Every word of every entry must be retyped exactly.

******************************

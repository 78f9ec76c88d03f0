//! TCP segment reassembly.
//!
//! One [`StreamReassembly`] per direction holds the segment list, sorted by
//! sequence number and kept non-overlapping at insert time according to the
//! flow's OS policy. Contiguous bytes starting at the delivery base are
//! packaged into chunks once the configured threshold is met; a gap that
//! stays unfilled past the gap timeout is skipped with a gap chunk so the
//! stream can continue.

use crate::memory::MemBudget;
use crate::stream::OsPolicy;
use crate::utils::seq::{seq_geq, seq_gt, seq_leq, seq_lt};
use crate::utils::time::Timestamp;

use std::sync::Arc;

/// One received payload run awaiting delivery.
#[derive(Debug, Clone, PartialEq, Eq)]
pub struct TcpSegment {
    pub seq: u32,
    pub data: Vec<u8>,
}

impl TcpSegment {
    #[inline]
    fn end(&self) -> u32 {
        self.seq.wrapping_add(self.data.len() as u32)
    }
}

/// Outcome of a segment insertion.
#[derive(Debug, Clone, Copy, PartialEq, Eq)]
pub enum InsertOutcome {
    Accepted,
    /// Identical seq + length + payload already held or delivered.
    Retransmission,
    /// Every byte lies at or below the delivery base.
    OldData,
    /// The reassembly memory budget refused the bytes.
    MemcapDrop,
}

/// A delivered run of stream bytes, or a gap notification.
#[derive(Debug, Clone, PartialEq, Eq)]
pub struct Chunk {
    pub seq: u32,
    pub data: Vec<u8>,
    /// Set when this chunk records skipped bytes instead of data.
    pub gap_size: Option<u32>,
}

/// Per-direction reassembly state.
#[derive(Debug)]
pub struct StreamReassembly {
    /// Next byte position to deliver.
    base_seq: u32,
    /// Sorted, non-overlapping pending segments.
    segments: Vec<TcpSegment>,
    policy: OsPolicy,
    budget: Arc<MemBudget>,
    /// Bytes currently accounted against the budget.
    reserved: u64,
    /// When the delivery base first hit a hole, for gap timeout decisions.
    blocked_since: Option<Timestamp>,
}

******************************

» Problem solution
repository 78f9ec76c88d03f0
//! TCP segment reassembly.
//!
//! One [`StreamReassembly`] per direction holds the segment list, sorted by
//! sequence number and kept non-overlapping at insert time according to the
//! flow's OS policy. Contiguous bytes starting at the delivery base are
//! packaged into chunks once the configured threshold is met; a gap that
//! stays unfilled past the gap timeout is skipped with a gap chunk so the
//! stream can continue.

use crate::memory::MemBudget;
use crate::stream::OsPolicy;
use crate::utils::seq::{seq_geq, seq_gt, seq_leq, seq_lt};
use crate::utils::time::Timestamp;

use std::sync::Arc;

/// One received payload run awaiting delivery.
#[derive(Debug, Clone, PartialEq, Eq)]
pub struct TcpSegment {
    pub seq: u32,
    pub data: Vec<u8>,
}

impl TcpSegment {
    #[inline]
    fn end(&self) -> u32 {
        self.seq.wrapping_add(self.data.len() as u32)
    }
}

/// Outcome of a segment insertion.
#[derive(Debug, Clone, Copy, PartialEq, Eq)]
pub enum InsertOutcome {
    Accepted,
    /// Identical seq + length + payload already held or delivered.
    Retransmission,
    /// Every byte lies at or below the delivery base.
    OldData,
    /// The reassembly memory budget refused the bytes.
    MemcapDrop,
}

/// A delivered run of stream bytes, or a gap notification.
#[derive(Debug, Clone, PartialEq, Eq)]
pub struct Chunk {
    pub seq: u32,
    pub data: Vec<u8>,
    /// Set when this chunk records skipped bytes instead of data.
    pub gap_size: Option<u32>,
}

/// Per-direction reassembly state.
#[derive(Debug)]
pub struct StreamReassembly {
    /// Next byte position to deliver.
    base_seq: u32,
    /// Sorted, non-overlapping pending segments.
    segments: Vec<TcpSegment>,
    policy: OsPolicy,
    budget: Arc<MemBudget>,
    /// Bytes currently accounted against the budget.
    reserved: u64,
    /// When the delivery base first hit a hole, for gap timeout decisions.
    blocked_since: Option<Timestamp>,
}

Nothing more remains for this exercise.